*Action item*
Please copy every line from the following entries in which the word "impl" appears.
"""
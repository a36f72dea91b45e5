//! Solution and violation types.

use std::time::Duration;

use serde::{Deserialize, Serialize};

use super::{Route, Stop};

/// A broken routing invariant found by
/// [`check_solution`](crate::evaluation::check_solution).
#[derive(Debug, Clone, PartialEq, Eq)]
pub enum ViolationType {
    /// Vehicle capacity exceeded.
    CapacityExceeded {
        /// Route index in the solution.
        route_index: usize,
        /// Load that exceeded capacity.
        load: u64,
        /// Vehicle capacity.
        capacity: u32,
    },
    /// A non-depot stop is served by no route.
    MissingStop {
        /// Stop index.
        stop: usize,
    },
    /// A stop is served more than once, or the depot appears mid-route.
    DuplicateStop {
        /// Stop index.
        stop: usize,
    },
    /// A route does not start and end at the depot.
    NotAnchored {
        /// Route index.
        route_index: usize,
    },
    /// The number of routes differs from the number of vehicles.
    RouteCount {
        /// Vehicles in the fleet.
        expected: usize,
        /// Routes in the solution.
        actual: usize,
    },
    /// A route references an index outside the problem.
    UnknownStop {
        /// The offending index.
        stop: usize,
    },
}

/// A constraint violation in a solution.
#[derive(Debug, Clone, PartialEq, Eq)]
pub struct Violation {
    /// The type of violation.
    pub kind: ViolationType,
}

impl Violation {
    /// Creates a new violation.
    pub fn new(kind: ViolationType) -> Self {
        Self { kind }
    }
}

/// The single-vehicle answer: one tour and its length.
///
/// # Examples
///
/// ```
/// use route_optimizer::models::{Route, TspSolution};
///
/// let sol = TspSolution::new(Route::new(0, vec![0, 1, 2, 0], 4.0), 5.0);
/// assert_eq!(sol.total_distance(), 4.0);
/// assert_eq!(sol.order(), &[0, 1, 2, 0]);
/// assert!(sol.improvement() > 0.0);
/// ```
#[derive(Debug, Clone, PartialEq, Serialize, Deserialize)]
pub struct TspSolution {
    route: Route,
    initial_distance: f64,
}

impl TspSolution {
    /// Creates a solution from the final tour and the greedy tour length.
    pub fn new(route: Route, initial_distance: f64) -> Self {
        Self {
            route,
            initial_distance,
        }
    }

    pub fn route(&self) -> &Route {
        &self.route
    }

    /// Stop indices in visiting order.
    pub fn order(&self) -> &[usize] {
        self.route.stops()
    }

    /// Tour length in kilometres.
    pub fn total_distance(&self) -> f64 {
        self.route.distance()
    }

    /// Length of the greedy tour before 2-opt.
    pub fn initial_distance(&self) -> f64 {
        self.initial_distance
    }

    /// Distance saved by 2-opt.
    pub fn improvement(&self) -> f64 {
        self.initial_distance - self.route.distance()
    }

    /// Stop names in visiting order.
    pub fn itinerary<'a>(&self, stops: &'a [Stop]) -> Vec<&'a str> {
        self.route.names(stops)
    }
}

/// The multi-vehicle answer: one route per vehicle.
#[derive(Debug, Clone, PartialEq, Serialize, Deserialize)]
pub struct CvrpSolution {
    routes: Vec<Route>,
    total_distance: f64,
    initial_distance: f64,
    rounds: usize,
    elapsed: Duration,
}

impl CvrpSolution {
    /// Creates a solution; the total distance is summed from the routes.
    pub fn new(routes: Vec<Route>, initial_distance: f64) -> Self {
        let total_distance = routes.iter().map(Route::distance).sum();
        Self {
            routes,
            total_distance,
            initial_distance,
            rounds: 0,
            elapsed: Duration::ZERO,
        }
    }

    /// Records search statistics.
    pub fn with_stats(mut self, rounds: usize, elapsed: Duration) -> Self {
        self.rounds = rounds;
        self.elapsed = elapsed;
        self
    }

    /// Routes in vehicle order, including unused ones.
    pub fn routes(&self) -> &[Route] {
        &self.routes
    }

    pub fn num_routes(&self) -> usize {
        self.routes.len()
    }

    /// Number of routes that serve at least one stop.
    pub fn num_used(&self) -> usize {
        self.routes.iter().filter(|r| r.is_used()).count()
    }

    /// Demand served by each route, in vehicle order.
    pub fn loads(&self) -> Vec<u64> {
        self.routes.iter().map(Route::load).collect()
    }

    /// Sum of all route lengths in kilometres.
    pub fn total_distance(&self) -> f64 {
        self.total_distance
    }

    /// Sum of route lengths after construction, before improvement.
    pub fn initial_distance(&self) -> f64 {
        self.initial_distance
    }

    /// Improvement rounds completed.
    pub fn rounds(&self) -> usize {
        self.rounds
    }

    /// Wall-clock time spent solving.
    pub fn elapsed(&self) -> Duration {
        self.elapsed
    }
}
//! Simulated annealing over partitions.
//!
//! # Algorithm
//!
//! The budget is spent in rounds. Each round runs
//! [`SaRunner`] for a fixed number of iterations starting from the best
//! partition so far, then checks the clock. The temperature carries over
//! from one round to the next and is reset to its starting value once it
//! cools down to the minimum, so long budgets alternate between exploration
//! and refinement.
//!
//! Neighbours come from one of three random moves:
//!
//! - relocate a stop to a random position of a random route
//! - swap two stops on different routes
//! - reverse a segment within one route
//!
//! Costs are distances plus a penalty per unit of overload large enough that
//! every overloaded partition costs more than every feasible one.
//!
//! # Reference
//!
//! Osman, I.H. (1993). "Metastrategy simulated annealing and tabu search
//! algorithms for the vehicle routing problem", *Annals of Operations
//! Research* 41, 421-451.

use rand::Rng;
use u_metaheur::sa::{CoolingSchedule, SaConfig, SaProblem, SaRunner};

use crate::models::CvrpProblem;

use super::{penalty_weight, CvrpConfig, Improvement, Partition, PartitionSearch, TimeBudget};

/// Floor for the starting temperature when the initial distance is zero.
const MIN_START_TEMPERATURE: f64 = 1e-6;

/// Simulated annealing search, run in rounds until the budget elapses.
///
/// # Examples
///
/// ```
/// use std::time::Duration;
/// use route_optimizer::cvrp::{AnnealingSearch, CvrpConfig, Partition, PartitionSearch, TimeBudget};
/// use route_optimizer::models::{CvrpProblem, Stop, Vehicle};
/// use route_optimizer::distance::{DistanceMatrix, Metric};
///
/// let stops = vec![
///     Stop::new("Depot", 0.0, 0.0),
///     Stop::new("E1", 0.0, 1.0).with_demand(10),
///     Stop::new("E2", 0.0, 2.0).with_demand(10),
///     Stop::new("W1", 0.0, -1.0).with_demand(10),
///     Stop::new("W2", 0.0, -2.0).with_demand(10),
/// ];
/// let dm = DistanceMatrix::from_stops(&stops, Metric::Euclidean);
/// let problem = CvrpProblem::from_stops(&stops, dm, Vehicle::fleet(2, 20), 0).unwrap();
///
/// let search = AnnealingSearch::from_config(&CvrpConfig::default().with_stall_rounds(5));
/// let start = Partition::new(vec![vec![1, 3], vec![2, 4]], vec![]);
/// let budget = TimeBudget::start(Duration::from_secs(2));
/// let out = search.improve(&problem, start, &budget);
/// assert!(out.partition.is_feasible(&problem));
/// assert!((out.partition.distance(&problem) - 8.0).abs() < 1e-9);
/// ```
#[derive(Debug, Clone)]
pub struct AnnealingSearch {
    seed: u64,
    round_iterations: usize,
    iterations_per_temperature: usize,
    initial_temperature_ratio: f64,
    min_temperature_ratio: f64,
    cooling_alpha: f64,
    stall_rounds: Option<usize>,
}

impl AnnealingSearch {
    /// Takes the annealing parameters from a validated configuration.
    pub fn from_config(config: &CvrpConfig) -> Self {
        Self {
            seed: config.seed,
            round_iterations: config.round_iterations,
            iterations_per_temperature: config.iterations_per_temperature,
            initial_temperature_ratio: config.initial_temperature_ratio,
            min_temperature_ratio: config.min_temperature_ratio,
            cooling_alpha: config.cooling_alpha,
            stall_rounds: config.stall_rounds,
        }
    }

    fn round_config(&self, temperature: f64, min_temperature: f64, round: usize) -> SaConfig {
        SaConfig::default()
            .with_initial_temperature(temperature)
            .with_min_temperature(min_temperature)
            .with_cooling(CoolingSchedule::Geometric {
                alpha: self.cooling_alpha,
            })
            .with_iterations_per_temperature(self.iterations_per_temperature)
            .with_max_iterations(self.round_iterations)
            .with_seed(self.seed.wrapping_add(round as u64))
    }
}

impl Default for AnnealingSearch {
    fn default() -> Self {
        Self::from_config(&CvrpConfig::default())
    }
}

impl PartitionSearch for AnnealingSearch {
    fn name(&self) -> &'static str {
        "annealing"
    }

    fn improve(&self, problem: &CvrpProblem, start: Partition, budget: &TimeBudget) -> Improvement {
        let penalty = penalty_weight(problem);
        let start_temperature =
            (self.initial_temperature_ratio * start.distance(problem)).max(MIN_START_TEMPERATURE);
        let min_temperature = start_temperature * self.min_temperature_ratio;

        let mut best_cost = start.cost(problem, penalty);
        let mut best = start;
        let mut temperature = start_temperature;
        let mut rounds = 0;
        let mut stalled = 0;

        while !budget.is_exhausted() {
            let annealing = PartitionAnnealing {
                problem,
                incumbent: best.clone(),
                penalty,
            };
            let config = self.round_config(temperature, min_temperature, rounds);
            let result = SaRunner::run(&annealing, &config);
            rounds += 1;

            if result.best_cost < best_cost - 1e-10 {
                best_cost = result.best_cost;
                best = result.best;
                stalled = 0;
            } else {
                stalled += 1;
            }

            temperature = if result.final_temperature > min_temperature {
                result.final_temperature
            } else {
                start_temperature
            };
            log::debug!(
                "cvrp.improve: round={rounds} best={best_cost:.3} t={temperature:.5} accepted={} spent={:.2}",
                result.accepted_moves,
                budget.estimate()
            );

            if self.stall_rounds.is_some_and(|limit| stalled >= limit) {
                log::debug!(
                    "cvrp.improve: stalled after {rounds} rounds with {:?} left",
                    budget.remaining()
                );
                break;
            }
        }

        Improvement {
            partition: best,
            rounds,
        }
    }
}

/// One annealing round seen through the `SaProblem` interface.
struct PartitionAnnealing<'a> {
    problem: &'a CvrpProblem,
    incumbent: Partition,
    penalty: f64,
}

impl SaProblem for PartitionAnnealing<'_> {
    type Solution = Partition;

    fn initial_solution<R: Rng>(&self, _rng: &mut R) -> Partition {
        self.incumbent.clone()
    }

    fn cost(&self, solution: &Partition) -> f64 {
        solution.cost(self.problem, self.penalty)
    }

    fn neighbor<R: Rng>(&self, solution: &Partition, rng: &mut R) -> Partition {
        let mut next = solution.clone();
        random_move(next.routes_mut(), rng);
        next
    }
}

/// Applies one random relocate, swap or reversal.
fn random_move<R: Rng>(routes: &mut [Vec<usize>], rng: &mut R) {
    let used: Vec<usize> = (0..routes.len()).filter(|&r| !routes[r].is_empty()).collect();
    if used.is_empty() {
        return;
    }

    match rng.random_range(0..3) {
        0 => relocate(routes, &used, rng),
        1 if used.len() >= 2 => swap(routes, &used, rng),
        2 => {
            let long: Vec<usize> = used.iter().copied().filter(|&r| routes[r].len() >= 2).collect();
            if long.is_empty() {
                relocate(routes, &used, rng);
            } else {
                let r = long[rng.random_range(0..long.len())];
                let len = routes[r].len();
                let i = rng.random_range(0..len - 1);
                let j = rng.random_range(i + 1..len);
                routes[r][i..=j].reverse();
            }
        }
        _ => relocate(routes, &used, rng),
    }
}

fn relocate<R: Rng>(routes: &mut [Vec<usize>], used: &[usize], rng: &mut R) {
    let from = used[rng.random_range(0..used.len())];
    let pos = rng.random_range(0..routes[from].len());
    let stop = routes[from].remove(pos);
    let to = rng.random_range(0..routes.len());
    let at = rng.random_range(0..=routes[to].len());
    routes[to].insert(at, stop);
}

fn swap<R: Rng>(routes: &mut [Vec<usize>], used: &[usize], rng: &mut R) {
    let a = rng.random_range(0..used.len());
    let mut b = rng.random_range(0..used.len() - 1);
    if b >= a {
        b += 1;
    }
    let (ra, rb) = (used[a], used[b]);
    let pa = rng.random_range(0..routes[ra].len());
    let pb = rng.random_range(0..routes[rb].len());
    let stop = routes[ra][pa];
    routes[ra][pa] = routes[rb][pb];
    routes[rb][pb] = stop;
}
"""
*Solution to this problem*
impl Violation {
impl TspSolution {
impl CvrpSolution {
impl AnnealingSearch {
impl Default for AnnealingSearch {
impl PartitionSearch for AnnealingSearch {
impl SaProblem for PartitionAnnealing<'_> {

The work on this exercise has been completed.